The Intercept reports:
In the wake of the ISIS attacks on November 13, the French government has declared a three-month state of emergency that allows for house arrests, unwarranted searches, and limitations on the movement of people. The government also banned public demonstrations, including the massive actions that had been planned for the international climate conference, known as COP21. Numerous reports have emerged of police raids on individuals with no plausible connection to terrorism, including climate activists.
Domenjoud had been busy that week fighting in court against the ban on demonstrations and preparing alternative actions related to the climate talks, which began today. He had been awaiting the results of what is known as a référé liberté arguing that the ban violated the fundamental rights of those affected and asking an administrative judge to overturn it. The judge declined to do so.
Domenjoud had also filed papers declaring plans for a climate convoy to pass through two Parisian suburbs into the city. The convoy included occupants of a ZAD, or zone à défendre, territory in the west of France that has been occupied by activists for years to prevent developers from building an airport.
Now Domenjoud wondered if he’d be able to participate in climate conference activities at all. He stopped at a library near his home that he runs as part of an activist collective. Peering out the window, he saw what looked like cops at the back of his apartment building and decided he’d be more secure in a public place. Domenjoud ordered a coffee in a café and began calling journalists, NGO workers, and union members he knew.
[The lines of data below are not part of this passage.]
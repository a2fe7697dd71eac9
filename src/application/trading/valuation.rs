//! Portfolio Valuation Service
//!
//! Prices every held position at read time. Lookups run concurrently, one per
//! symbol; a lookup that fails or finds nothing marks only its own row
//! unavailable and flags the whole view as degraded.

use crate::domain::errors::TradingError;
use crate::domain::ledger::types::UserId;
use crate::domain::ports::PriceLookup;
use crate::domain::repositories::LedgerStore;
use crate::domain::trading::portfolio::PortfolioView;
use futures::future::join_all;
use rust_decimal::Decimal;
use std::sync::Arc;
use tracing::{debug, warn};

pub struct PortfolioValuationService {
    ledger: Arc<dyn LedgerStore>,
    prices: Arc<dyn PriceLookup>,
}

impl PortfolioValuationService {
    pub fn new(ledger: Arc<dyn LedgerStore>, prices: Arc<dyn PriceLookup>) -> Self {
        Self { ledger, prices }
    }

    pub async fn view(&self, user: UserId) -> Result<PortfolioView, TradingError> {
        let cash = self.ledger.get_cash(user).await?;
        let holdings = self.ledger.get_holdings(user).await?;

        let prices = join_all(holdings.iter().map(|h| self.price_of(&h.symbol))).await;

        let view = PortfolioView::compose(cash, holdings, prices);
        if view.degraded {
            warn!(
                "PortfolioValuationService: degraded view for {}, unpriced: {:?}",
                user,
                view.unavailable_symbols()
            );
        } else {
            debug!(
                "PortfolioValuationService: {} valued at ${} ({} rows)",
                user,
                view.total,
                view.rows.len()
            );
        }
        Ok(view)
    }

    async fn price_of(&self, symbol: &str) -> Result<Decimal, String> {
        match self.prices.lookup(symbol).await {
            Ok(Some(quote)) => Ok(quote.price),
            Ok(None) => Err(format!("{} is no longer listed", symbol)),
            Err(e) => Err(format!("price lookup failed: {:#}", e)),
        }
    }
}
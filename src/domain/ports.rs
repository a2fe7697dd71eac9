use crate::domain::trading::types::Quote;
use anyhow::Result;
use async_trait::async_trait;

/// Fetch-by-symbol price source.
///
/// `Ok(None)` means the symbol is not listed; `Err` means the source could
/// not be reached. Every call is treated as current truth, nothing is cached.
#[async_trait]
pub trait PriceLookup: Send + Sync {
    async fn lookup(&self, symbol: &str) -> Result<Option<Quote>>;
}
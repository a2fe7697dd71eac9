// Trade intents, quotes, input rules and portfolio valuation
pub mod money;
pub mod portfolio;
pub mod types;
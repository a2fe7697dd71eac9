use anyhow::{Context, Result};

use sqlx::sqlite::{SqliteConnectOptions, SqliteJournalMode, SqlitePool, SqlitePoolOptions};
use std::path::Path;
use std::str::FromStr;
use std::time::Duration;
use tokio::fs;
use tracing::info;

/// Shared SQLite pool holding the `users` and `transactions` relations
#[derive(Clone)]
pub struct Database {
    pub pool: SqlitePool,
}

impl Database {
    pub async fn new(db_url: &str, max_connections: u32) -> Result<Self> {
        let in_memory = db_url.contains(":memory:");

        // Ensure the directory exists if it's a file path
        if !in_memory && let Some(path_part) = db_url.strip_prefix("sqlite://") {
            let path = Path::new(path_part);
            if let Some(parent) = path.parent()
                && !parent.as_os_str().is_empty()
                && !parent.exists()
            {
                fs::create_dir_all(parent)
                    .await
                    .context("Failed to create database directory")?;
            }
        }

        let mut options = SqliteConnectOptions::from_str(db_url)?
            .create_if_missing(true)
            .foreign_keys(true)
            .busy_timeout(Duration::from_secs(5));
        if !in_memory {
            options = options.journal_mode(SqliteJournalMode::Wal);
        }

        // Every connection to :memory: opens a separate database, so keep exactly one alive
        let pool_options = if in_memory {
            SqlitePoolOptions::new()
                .max_connections(1)
                .min_connections(1)
                .idle_timeout(None)
                .max_lifetime(None)
        } else {
            SqlitePoolOptions::new().max_connections(max_connections.max(1))
        };

        let pool = pool_options
            .connect_with(options)
            .await
            .context("Failed to connect to SQLite database")?;

        info!("Connected to database: {}", db_url);

        let db = Self { pool };
        db.init().await?;

        Ok(db)
    }

    /// In-memory database, for tests
    pub async fn in_memory() -> Result<Self> {
        Self::new("sqlite::memory:", 1).await
    }

    /// Initialize database schema
    async fn init(&self) -> Result<()> {
        let mut conn = self.pool.acquire().await?;

        // Decimals are stored as canonical text so no float ever touches cash
        sqlx::query(
            r#"
            CREATE TABLE IF NOT EXISTS users (
                id INTEGER PRIMARY KEY AUTOINCREMENT,
                username TEXT NOT NULL UNIQUE,
                cash TEXT NOT NULL DEFAULT '10000.00',
                version INTEGER NOT NULL DEFAULT 0
            );
            "#,
        )
        .execute(&mut *conn)
        .await
        .context("Failed to create users table")?;

        // Migration: bumped on every cash or ledger write of the user
        let _ = sqlx::query("ALTER TABLE users ADD COLUMN version INTEGER NOT NULL DEFAULT 0")
            .execute(&mut *conn)
            .await;

        sqlx::query(
            r#"
            CREATE TABLE IF NOT EXISTS transactions (
                id INTEGER PRIMARY KEY AUTOINCREMENT,
                user_id INTEGER NOT NULL REFERENCES users (id),
                symbol TEXT NOT NULL,
                shares INTEGER NOT NULL CHECK (shares <> 0),
                price TEXT NOT NULL,
                name TEXT NOT NULL,
                timestamp INTEGER NOT NULL
            );
            "#,
        )
        .execute(&mut *conn)
        .await
        .context("Failed to create transactions table")?;

        // Index for the per-symbol aggregate
        sqlx::query(
            r#"
            CREATE INDEX IF NOT EXISTS idx_transactions_user_symbol
            ON transactions (user_id, symbol);
            "#,
        )
        .execute(&mut *conn)
        .await
        .context("Failed to create transactions index")?;

        info!("Database schema initialized.");
        Ok(())
    }
}

#[cfg(test)]
mod tests {
    use super::*;

    #[tokio::test]
    async fn test_schema_is_created_and_idempotent() {
        let db = Database::in_memory().await.unwrap();
        db.init().await.unwrap();

        let count: i64 = sqlx::query_scalar(
            "SELECT COUNT(*) FROM sqlite_master WHERE type = 'table' AND name IN ('users', 'transactions')",
        )
        .fetch_one(&db.pool)
        .await
        .unwrap();
        assert_eq!(count, 2);
    }
}
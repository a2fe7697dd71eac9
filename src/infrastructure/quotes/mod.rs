pub mod iex;

pub use iex::IexPriceLookup;
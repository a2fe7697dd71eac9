pub mod core;
pub mod mock;
pub mod observability;
pub mod persistence;
pub mod quotes;
pub mod repositories;

pub use mock::MockPriceLookup;
pub use persistence::{Database, SqliteLedgerStore};
pub use quotes::IexPriceLookup;
pub use repositories::InMemoryLedgerStore;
In the United States, broad executive powers and special technologies granted to police and federal agencies under the auspices of “fighting terrorism” are routinely used to investigate, prosecute, and lock up people accused of drug crimes. Similarly, the so-called “fusion centers” established in the wake of the 9/11 attacks have been found, again and again, to direct their investigatory efforts at peaceful dissidents, sometimes labeling them threats to homeland security simply for opposing war or holding other banal political views. The FBI’s “Joint Terrorism Task Force” has spied on Black Lives Matter demonstrators.
Former CIA director Richard Helms knew that the best way to cover up state attacks on lawful dissent was to call that dissent “terrorism.” France seems to have figured out that it can likewise use special powers rammed through government in the wake of terrorist attacks to go after people who are not violent, but merely threaten the status quo.